Rinse the tomatoes and puree them in a blender. Bring this to a boil along with grated ginger and garlic. Adjust salt, add green chilli and chopped onions when semi-cooked. Add 1/2 cup of hot water if desired. Add washed red lentils at this stage. After it comes to a rolling boil, simmer with the lid on for 5-8 minutes. Once done and lentils are cooked, add coriander powder and give a good stir and turn off the flame. In a separate frying pan, heat few spoons of oil/ghee, season with mustard seeds and once they begin to pop add curry leaves and red chillies. Pour this seasoning on the Saaru and cover with a lid. Serve hot with cooked white or parboiled rice.

Tuesday, October 4, 2011

Snake Gourd Side Dish (Poddaley Upkari/ Padwal chi Bhaaji)
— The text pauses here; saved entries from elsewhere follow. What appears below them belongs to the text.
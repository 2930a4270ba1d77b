//! Optimistic quantity edits with rollback.

use std::sync::Arc;

use rust_decimal::Decimal;
use shopflow_core::{CartLineItem, LineItemId, cart_item_count, cart_total};
use tracing::warn;

use super::{CartError, CartService};

/// A local copy of the cart that applies quantity changes before the
/// service confirms them.
///
/// On success the copy is replaced by the cart the service returns. On
/// failure the copy is restored to its state before the change.
pub struct OptimisticCart {
    service: Arc<CartService>,
    items: Vec<CartLineItem>,
}

impl OptimisticCart {
    /// Load the current cart.
    ///
    /// # Errors
    ///
    /// Returns `CartError` if the cart cannot be read.
    pub async fn load(service: Arc<CartService>) -> Result<Self, CartError> {
        let items = service.get_cart().await?;
        Ok(Self { service, items })
    }

    /// The displayed line items.
    #[must_use]
    pub fn items(&self) -> &[CartLineItem] {
        &self.items
    }

    /// Total of the displayed cart.
    #[must_use]
    pub fn total(&self) -> Decimal {
        cart_total(&self.items)
    }

    /// Unit count of the displayed cart.
    #[must_use]
    pub fn item_count(&self) -> u64 {
        cart_item_count(&self.items)
    }

    /// Show `quantity` for a line immediately, then confirm with the service.
    ///
    /// # Errors
    ///
    /// Returns the service error after rolling the displayed cart back.
    pub async fn set_quantity(&mut self, id: LineItemId, quantity: i64) -> Result<&[CartLineItem], CartError> {
        let snapshot = self.items.clone();

        if quantity <= 0 {
            self.items.retain(|item| item.id != id);
        } else if let Some(item) = self.items.iter_mut().find(|item| item.id == id) {
            item.quantity = u32::try_from(quantity).unwrap_or(u32::MAX);
        }

        match self.service.update_quantity(id, quantity).await {
            Ok(items) => {
                self.items = items;
                Ok(&self.items)
            }
            Err(e) => {
                warn!(item_id = %id, error = %e, "Quantity update failed, rolling back");
                self.items = snapshot;
                Err(e)
            }
        }
    }
}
Fall is one of my favorite season primarily because we find the freshest of Gourds in various sizes and shapes, brightest greens and the crisp air makes me reach out to the warm food and slurpy hot soups cooking on the stove. A good bowl of Poddaley Upkari, is comforting and nurturing. As guilty as charged, this was one dish I despised as a kid and today I crave for this super delicious Upkari. The Snake Gourd is known as Poddaley in Konkani, Padwalkaayi in Kannada and Padwal in Marathi/ Kokani.
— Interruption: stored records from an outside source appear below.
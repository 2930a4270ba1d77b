//! ShopFlow Storefront library.
//!
//! Catalog queries, the shopping cart, checkout and the JSON API that serves
//! them. Exposed as a library so the CLI and the integration tests can build
//! the same services the server runs.
//!
//! # Backends
//!
//! - **Local**: a seed catalog file plus a cart persisted in a key-value store
//! - **Remote**: catalog and cart rows held by a hosted record API

#![cfg_attr(not(test), forbid(unsafe_code))]

pub mod cart;
pub mod catalog;
pub mod checkout;
pub mod config;
pub mod error;
pub mod middleware;
pub mod records;
pub mod routes;
pub mod state;
pub mod storage;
I know many who still detest this motley vegetable. :) In my home, my Mom had certain rules which we had to obey, one of them being following table manners and guest visit manners. It meant that while we had guests at home and while we visited our friends and family for breakfast/ lunches/ dinners we graciously respect what is served on our plate and never fuss around and most importantly behave in theory and practice. If we disliked something, we were told to take a tiny portion and not offend our guests. If we crossed our boundaries, when we reached home, we got to hear the music for days together!
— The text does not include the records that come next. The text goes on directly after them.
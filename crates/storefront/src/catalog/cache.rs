//! Cache types for record API catalog responses.

use shopflow_core::{Category, Product, ProductFilters, ProductId};

/// Cache key for products and categories.
#[derive(Debug, Clone, Hash, PartialEq, Eq)]
pub enum CacheKey {
    Product(ProductId),
    Products(ProductFilters),
    Categories,
}

/// Cached value types.
#[derive(Debug, Clone)]
pub enum CacheValue {
    Product(Box<Product>),
    Products(Vec<Product>),
    Categories(Vec<Category>),
}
Since I hated eating this vegetable, she always told me to take one tablespoon of any dish in my plate which I never liked; but I stealthily obeyed and obliged out of love, even if I hated it at that point. Later as I grew up, I began craving for the same vegetable in question. Strange how taste buds evolve and your palate changes over a period of time! Many a times, I used to force Mom to buy the Gourd so that she would use the seeds to make Poddaley Biye Sanna Pole, which taste yummy! The golden rule of one tablespoon lingers in my mind even to this date and I follow it even for the dishes that I dislike.

~ Poddaley Upkari ~
Preparation time: 5 minutes
Cooking time: 15 minutes

Snake Gourd/ Padwal/ Poddaley (chopped) - 1 and 1/2 cup

For Seasoning -
Mustard seeds - 1/2 tsp
Curry leaves - 3-5
Green Chillies (slit lengthwise) - 1

For Garnish - grated coconut (fresh or frozen) [optional] - 2 tbsp

Rinse the Gourd and scrape off the outer dark skin with a knife. Once done, extract the seeds and keep aside. Chop the remaining gourd into tiny pieces and keep aside. Heat a deep dish pan with a few spoons of oil, season with mustard seeds and curry leaves. Add green chillies and give a good stir. Lower the flame and add the chopped vegetables. Add 1/2 cup of hot water, adjust salt as per taste and cover with lid on. Bring to a rolling boil and simmer on low flame for 8-10 minutes. Once water evaporates and the vegetable is completely cooked, turn off the flame and garnish with grated coconut. Serve warm as a side dish.